FindBugs OBL_UNSATISFIED_OBLIGATION

I'm trying to find bugs in on of our legacy code using findBugs. In one the methods, findBugs is giving OBL_UNSATISFIED_OBLIGATION error. I have verified that all streams are properly closed. Here is the code snippet:

FileWriter fw = null;
FileReader fr = null;
try { if (!new File(filePath).exists()) { requiredStrings = CommandUtils.invoke(filename); fw = new FileWriter(filePath); fw.write(requiredStrings); } else { StringBuilder sb = new StringBuilder(); fr = new FileReader(filePath); char[] buffer = new char[BLOCK_READ_SIZE]; int bytesRead; while (-1 != (bytesRead = fr.read(buffer, 0, BLOCK_READ_SIZE))) { sb.append(buffer, 0, bytesRead); } requiredStrings = sb.toString(); }
} finally { if (fw != null) { fw.close(); } if (fr != null) { fr.close(); }
}
return requiredStrings;

The error says that Obligation to clean up resurces in not discharged, Path continues at ....line.... Remaining obligations {Reader x 1, Writer x-1}

2

2 Answers

You have to catch IO exceptions throwed by FileReader and FileWriter when they are closing.

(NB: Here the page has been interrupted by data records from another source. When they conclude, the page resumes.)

//! The core's error type.
//!
//! The only failure mode the CPU itself can raise is an unrecognized opcode
//! byte. It is fatal for the current `run` call but never corrupts CPU
//! state: the byte is never written anywhere, and `pc` is left pointing at
//! the opcode that failed to decode.

use thiserror::Error;

#[derive(Debug, Error, Clone, Copy, PartialEq, Eq)]
pub enum CpuError {
    #[error("unrecognized opcode {opcode:#04X} at {pc:#06X}")]
    InvalidOpcode { opcode: u8, pc: u16 },
}
//! JMP/JSR/RTS/BRK and the eight conditional branches.

use crate::cpu::Cpu;
use crate::opcodes::Operand;
use crate::registers::StatusFlags;

pub fn jmp(cpu: &mut Cpu, operand: &Operand) {
    cpu.registers.pc = operand.address.expect("JMP always resolves a target address");
}

pub fn jsr(cpu: &mut Cpu, operand: &Operand) {
    // JSR pushes the address of its own last operand byte, not the address
    // of the following instruction; RTS adds the 1 back on return.
    let return_address = operand.opcode_pc.wrapping_add(2);
    cpu.push_u16(return_address);
    cpu.registers.pc = operand.address.expect("JSR always resolves a target address");
}

pub fn rts(cpu: &mut Cpu, _operand: &Operand) {
    let return_address = cpu.pop_u16();
    cpu.registers.pc = return_address.wrapping_add(1);
}

/// BRK is conventionally a two-byte instruction - the byte following it is a
/// break mark that the handler never reads - so the return address pushed
/// skips over it, same offset as JSR.
pub fn brk(cpu: &mut Cpu, operand: &Operand) {
    let return_address = operand.opcode_pc.wrapping_add(2);
    cpu.push_u16(return_address);
    // The break bit is set on the live register too, not just the pushed
    // copy: the post-step trace line must show it, unlike an IRQ/NMI entry.
    cpu.registers.set_flag(StatusFlags::BREAK, true);
    let status = cpu.registers.sr();
    cpu.push_u8(status);
    cpu.registers.set_flag(StatusFlags::INTERRUPT_DISABLE, true);
}

fn branch(cpu: &mut Cpu, operand: &Operand, condition: bool) {
    if condition {
        cpu.registers.pc = operand.address.expect("branch always resolves a target address");
    }
}

pub fn bpl(cpu: &mut Cpu, operand: &Operand) {
    let condition = !cpu.registers.negative();
    branch(cpu, operand, condition);
}

pub fn bmi(cpu: &mut Cpu, operand: &Operand) {
    let condition = cpu.registers.negative();
    branch(cpu, operand, condition);
}

pub fn bvc(cpu: &mut Cpu, operand: &Operand) {
    let condition = !cpu.registers.overflow();
    branch(cpu, operand, condition);
}

pub fn bvs(cpu: &mut Cpu, operand: &Operand) {
    let condition = cpu.registers.overflow();
    branch(cpu, operand, condition);
}

pub fn bcc(cpu: &mut Cpu, operand: &Operand) {
    let condition = !cpu.registers.carry();
    branch(cpu, operand, condition);
}

pub fn bcs(cpu: &mut Cpu, operand: &Operand) {
    let condition = cpu.registers.carry();
    branch(cpu, operand, condition);
}

pub fn bne(cpu: &mut Cpu, operand: &Operand) {
    let condition = !cpu.registers.zero();
    branch(cpu, operand, condition);
}

pub fn beq(cpu: &mut Cpu, operand: &Operand) {
    let condition = cpu.registers.zero();
    branch(cpu, operand, condition);
}

#[cfg(test)]
mod test {
    use super::*;
    use crate::cpu::Cpu;

    #[test]
    fn jmp_sets_pc_to_the_resolved_address() {
        let mut cpu = Cpu::new();
        let operand = Operand { opcode_pc: 0, address: Some(0x0400), value: 0, bytes: (None, None) };
        jmp(&mut cpu, &operand);
        assert_eq!(cpu.registers.pc, 0x0400);
    }

    #[test]
    fn jmp_indirect_follows_the_pointer_stored_in_memory() {
        let mut cpu = Cpu::new();
        cpu.memory.write_bytes(0x0300, &[0x6C, 0x20, 0x03]);
        cpu.memory.write_bytes(0x0320, &[0x00, 0x04]);
        cpu.registers.pc = 0x0300;
        cpu.step().unwrap();
        assert_eq!(cpu.registers.pc, 0x0400);
    }

    #[test]
    fn jsr_pushes_the_return_address_and_jumps() {
        let mut cpu = Cpu::new();
        cpu.memory.write_bytes(0x0300, &[0x20, 0x00, 0x04]);
        cpu.registers.pc = 0x0300;
        cpu.step().unwrap();
        assert_eq!(cpu.registers.pc, 0x0400);
        assert_eq!(cpu.pop_u16(), 0x0302);
    }

    #[test]
    fn rts_returns_to_the_instruction_after_the_call() {
        let mut cpu = Cpu::new();
        cpu.push_u16(0x0302);
        rts(&mut cpu, &Operand::implied(0));
        assert_eq!(cpu.registers.pc, 0x0303);
    }

    #[test]
    fn conditional_branch_not_taken_leaves_pc_at_the_fall_through_target() {
        let mut cpu = Cpu::new();
        cpu.registers.set_flag(StatusFlags::ZERO, true);
        cpu.memory.write_bytes(0x0300, &[0xD0, 0x05]); // BNE, not taken since Z is set
        cpu.registers.pc = 0x0300;
        cpu.step().unwrap();
        assert_eq!(cpu.registers.pc, 0x0302);
    }

    #[test]
    fn conditional_branch_taken_jumps_to_the_displaced_target() {
        let mut cpu = Cpu::new();
        cpu.registers.set_flag(StatusFlags::ZERO, true);
        cpu.memory.write_bytes(0x0300, &[0xF0, 0x05]); // BEQ, taken since Z is set
        cpu.registers.pc = 0x0300;
        cpu.step().unwrap();
        assert_eq!(cpu.registers.pc, 0x0307);
    }
}
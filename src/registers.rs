//! The register file: PC, AC, X, Y, SP, SR and the flag/stack helpers that
//! every instruction handler is built on top of.
//!
//! http://www.6502.org/
//! https://en.wikipedia.org/wiki/MOS_Technology_6502

use bitflags::bitflags;

bitflags! {
    /// "P" - Status register.
    ///
    ///   7  bit  0
    /// ---- ----
    /// NV-BDIZC
    /// |||| ||||
    /// |||| |||+- Carry
    /// |||| ||+-- Zero
    /// |||| |+--- Interrupt Disable
    /// |||| +---- Decimal
    /// |||+------ Break
    /// ||+------- Unused, always reads as 1
    /// |+-------- Overflow
    /// +--------- Negative
    pub struct StatusFlags: u8 {
        const CARRY             = 0b0000_0001;
        const ZERO              = 0b0000_0010;
        const INTERRUPT_DISABLE = 0b0000_0100;
        const DECIMAL           = 0b0000_1000;
        const BREAK             = 0b0001_0000;
        const UNUSED            = 0b0010_0000;
        const OVERFLOW          = 0b0100_0000;
        const NEGATIVE          = 0b1000_0000;
    }
}

/// The status register on reset: only the unused bit is set.
pub const RESET_STATUS: StatusFlags = StatusFlags::UNUSED;

/// The register file plus the flat 64 KiB address space it operates over is
/// split across two types; this one holds the six CPU registers.
///
/// "A" register - The accumulator. Typical results of operations are stored
/// here. In combination with the status register, supports carrying,
/// overflow detection, and so on.
///
/// "X" / "Y" registers are used for several addressing modes, as loop
/// counters with INC/DEC and branch instructions, and have more limited
/// addressing modes than the accumulator when loading and storing.
///
/// "PC" - Program counter. Always points at the next opcode to fetch.
///
/// "S" - Stack pointer. The 6502 has hardware support for a stack
/// implemented using a 256-byte array whose location is hardcoded at page
/// 0x01 (0x0100-0x01FF). It is a descending stack: it grows downward.
/// https://wiki.nesdev.com/w/index.php/Stack
#[derive(Debug, Clone, PartialEq, Eq)]
pub struct Registers {
    pub pc: u16,
    pub ac: u8,
    pub x: u8,
    pub y: u8,
    pub sp: u8,
    sr: StatusFlags,
}

impl Registers {
    pub fn new() -> Registers {
        Registers {
            pc: 0x0000,
            ac: 0,
            x: 0,
            y: 0,
            sp: 0xFF,
            sr: RESET_STATUS,
        }
    }

    /// The unused bit always reads as 1, regardless of what was last written.
    pub fn sr(&self) -> u8 {
        (self.sr | StatusFlags::UNUSED).bits()
    }

    /// Setting the status register directly from a raw byte (PLP, reset).
    /// The unused bit is forced high, matching how it always reads.
    pub fn set_sr(&mut self, value: u8) {
        self.sr = StatusFlags::from_bits_truncate(value) | StatusFlags::UNUSED;
    }

    pub fn flag(&self, flag: StatusFlags) -> bool {
        self.sr.contains(flag)
    }

    pub fn set_flag(&mut self, flag: StatusFlags, value: bool) {
        self.sr.set(flag, value);
        self.sr.insert(StatusFlags::UNUSED);
    }

    pub fn carry(&self) -> bool {
        self.flag(StatusFlags::CARRY)
    }

    pub fn zero(&self) -> bool {
        self.flag(StatusFlags::ZERO)
    }

    pub fn interrupt_disable(&self) -> bool {
        self.flag(StatusFlags::INTERRUPT_DISABLE)
    }

    pub fn decimal(&self) -> bool {
        self.flag(StatusFlags::DECIMAL)
    }

    pub fn break_flag(&self) -> bool {
        self.flag(StatusFlags::BREAK)
    }

    pub fn overflow(&self) -> bool {
        self.flag(StatusFlags::OVERFLOW)
    }

    pub fn negative(&self) -> bool {
        self.flag(StatusFlags::NEGATIVE)
    }

    /// Carry as a 0/1 byte, for feeding straight back into an add.
    pub fn carry_bit(&self) -> u8 {
        self.flag(StatusFlags::CARRY) as u8
    }

    /// These two flags are always set together after a register write.
    pub fn update_zn(&mut self, value: u8) {
        self.set_flag(StatusFlags::ZERO, value == 0);
        self.set_flag(StatusFlags::NEGATIVE, value & 0x80 != 0);
    }

    /// ADC/SBC operate on 9 bits internally; the 9th bit becomes the carry.
    pub fn update_carry_on_add(&mut self, sum: u16) {
        self.set_flag(StatusFlags::CARRY, sum > 0xFF);
    }

    /// Overflow indicates a carry from bit 6 into bit 7 that flips the sign
    /// of the result relative to two same-signed operands.
    /// e.g. 0b0111_1111 + 0b0000_0001 = 0b1000_0000
    ///        positive  +   positive  =    negative
    pub fn update_overflow_on_add(&mut self, a: u8, operand: u8, result: u8) {
        let overflowed = (a ^ result) & (operand ^ result) & 0x80 != 0;
        self.set_flag(StatusFlags::OVERFLOW, overflowed);
    }

    pub fn write_ac(&mut self, value: u8) {
        self.ac = value;
        self.update_zn(value);
    }

    pub fn write_x(&mut self, value: u8) {
        self.x = value;
        self.update_zn(value);
    }

    pub fn write_y(&mut self, value: u8) {
        self.y = value;
        self.update_zn(value);
    }
}

impl Default for Registers {
    fn default() -> Registers {
        Registers::new()
    }
}

/// Interprets a byte as a signed 8-bit value in [-128, 127]. Used for
/// relative-addressing branch displacements.
pub fn sign_extend8(byte: u8) -> i16 {
    byte as i8 as i16
}
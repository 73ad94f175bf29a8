//! ADC/SBC/CMP/CPX/CPY.

use crate::cpu::Cpu;
use crate::opcodes::Operand;
use crate::registers::StatusFlags;

/// ADC and SBC are the same 9-bit addition: SBC feeds in the bitwise
/// complement of its operand, turning "subtract with borrow" into "add with
/// carry" on the ones'-complement of the right-hand side.
fn add_impl(cpu: &mut Cpu, operand_value: u8) {
    let a = cpu.registers.ac;
    let carry_in = cpu.registers.carry_bit() as u16;
    let sum = a as u16 + operand_value as u16 + carry_in;
    let result = sum as u8;

    cpu.registers.update_carry_on_add(sum);
    cpu.registers.update_overflow_on_add(a, operand_value, result);
    cpu.registers.write_ac(result);
}

pub fn adc(cpu: &mut Cpu, operand: &Operand) {
    add_impl(cpu, operand.value);
}

pub fn sbc(cpu: &mut Cpu, operand: &Operand) {
    add_impl(cpu, !operand.value);
}

/// CMP/CPX/CPY all do `register - operand` and throw the result away except
/// for the flags: carry means no borrow was needed, i.e. register >= operand.
fn compare(cpu: &mut Cpu, register_value: u8, operand_value: u8) {
    let result = register_value.wrapping_sub(operand_value);
    cpu.registers.set_flag(StatusFlags::CARRY, register_value >= operand_value);
    cpu.registers.update_zn(result);
}

pub fn cmp(cpu: &mut Cpu, operand: &Operand) {
    let value = cpu.registers.ac;
    compare(cpu, value, operand.value);
}

pub fn cpx(cpu: &mut Cpu, operand: &Operand) {
    let value = cpu.registers.x;
    compare(cpu, value, operand.value);
}

pub fn cpy(cpu: &mut Cpu, operand: &Operand) {
    let value = cpu.registers.y;
    compare(cpu, value, operand.value);
}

You can do that in Java 7 and upper with try with resources

try (FileWriter fw = new FileWriter(filePath); FileReader fr = new FileReader(filePath)) { /*your code here*/ } catch (FileNotFoundException e) { e.printStackTrace(); } catch (IOException e) { e.printStackTrace(); }

Or by the old way

 FileWriter fw = null; FileReader fr = null; try { /*your code here*/ fw = new FileWriter(filePath); /*your code here*/ fr = new FileReader(filePath); /*your code here*/ } catch (FileNotFoundException e) { e.printStackTrace(); } catch (IOException e) { e.printStackTrace(); } finally { try { if (fw != null) { fw.close(); } if (fr != null) { fr.close(); } } catch (IOException e) { e.printStackTrace(); } }
}

In a method, it opens a InputStream for reading, if there is a chance the method quits without closing this InputStream object, FindBugs would complain like fail to clean up java.io.InputStream on checked exception. For example:

void readProperties() throws FooException{ InputStream is= ... PropertyFactory.getInstance().loadXXXFromPropertyStream(is); // it throws FooException is.close(); // maybe never called for a FooException leaving inputstream is open.